Patch-Clamp Recordings from the Dendrite of a Dopaminergic Neuron in a Brain Slice

In this procedure, transfer a brain slice to the recording chamber. Anchor the slice at the bottom of the recording chamber with a platinum ring, and ensure that the slice is of good quality with a smooth, even surface. Then, select a neuron with a dendrite extending over a long distance in the same plane, and ensure that the dendrite of interest can be followed to a well-defined soma. Next, fill the patch pipette with electrode solution.

To patch the dendrite in cell-attached mode, identify and focus on a portion of the dendrite. Apply positive pressure to the pipette, and lower it using the micromanipulator. Then, position the pipette close to the membrane, and adjust the pressure in order to create a small dimple. Subsequently, release the pressure on the pipette tip and patch the dendrite while controlling the pipette resistance. Try to obtain a seal resistance larger than 1 giga ohm, at best between 3 and 10 giga ohms for cell-attached recordings.
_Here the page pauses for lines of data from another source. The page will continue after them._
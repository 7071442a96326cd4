//! Crate-level error type.
//!
//! This is distinct from [`crate::error_log::ErrorLog`]: this type covers
//! things that stop a program (I/O failure, a malformed intermediate-code
//! stream, a caller misusing the API), while `ErrorLog` accumulates the
//! recoverable syntax errors a parser keeps going after.

use std::fmt;
use std::io;

/// Something that made continuing impossible. Returned through `Result`,
/// never raised via panic — panics in this crate are reserved for
/// programmer-error invariants (see module docs on individual types).
#[derive(Debug, Clone, PartialEq, Eq)]
pub struct FatalError {
    pub message: String,
}

impl FatalError {
    pub fn new(message: impl Into<String>) -> Self {
        Self {
            message: message.into(),
        }
    }
}

impl fmt::Display for FatalError {
    fn fmt(&self, f: &mut fmt::Formatter<'_>) -> fmt::Result {
        write!(f, "{}", self.message)
    }
}

impl std::error::Error for FatalError {}

/// The crate's top-level error type.
#[derive(Debug)]
pub enum Error {
    /// The underlying byte stream failed.
    Io(io::Error),
    /// An intermediate-code stream held a value it should never hold
    /// (an unknown opcode category in a context that requires one of the
    /// symbol categories, a payload that ran past the end of the stream).
    Malformed { message: String },
    /// A parser's own `ErrorLog` raised a fatal error and aborted parsing.
    Fatal(FatalError),
}

impl fmt::Display for Error {
    fn fmt(&self, f: &mut fmt::Formatter<'_>) -> fmt::Result {
        match self {
            Error::Io(e) => write!(f, "i/o error: {e}"),
            Error::Malformed { message } => write!(f, "malformed stream: {message}"),
            Error::Fatal(e) => write!(f, "fatal error: {e}"),
        }
    }
}

impl std::error::Error for Error {
    fn source(&self) -> Option<&(dyn std::error::Error + 'static)> {
        match self {
            Error::Io(e) => Some(e),
            Error::Fatal(e) => Some(e),
            Error::Malformed { .. } => None,
        }
    }
}

impl From<io::Error> for Error {
    fn from(e: io::Error) -> Self {
        Error::Io(e)
    }
}

impl From<FatalError> for Error {
    fn from(e: FatalError) -> Self {
        Error::Fatal(e)
    }
}

pub type Result<T> = std::result::Result<T, Error>;

#[cfg(test)]
mod tests {
    use super::*;

    #[test]
    fn io_error_converts_and_displays() {
        let io_err = io::Error::new(io::ErrorKind::UnexpectedEof, "eof");
        let err: Error = io_err.into();
        assert!(err.to_string().starts_with("i/o error:"));
    }

    #[test]
    fn fatal_error_wraps_message() {
        let fatal = FatalError::new("unexpected end of stream");
        let err: Error = fatal.into();
        assert_eq!(err.to_string(), "fatal error: unexpected end of stream");
    }
}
Afterward, retract the pipette away from the membrane by a couple of micrometers to avoid deformation of the dendrite. The action currents seen here represent the spontaneous action potentials of nigral neurons. To suppress the action currents, apply calcium and sodium channel blockers to ACSF. Then, apply a voltage step of negative 90 millivolts from a holding potential of 0 millivolts to evoke the hyperpolarization-activated cation current.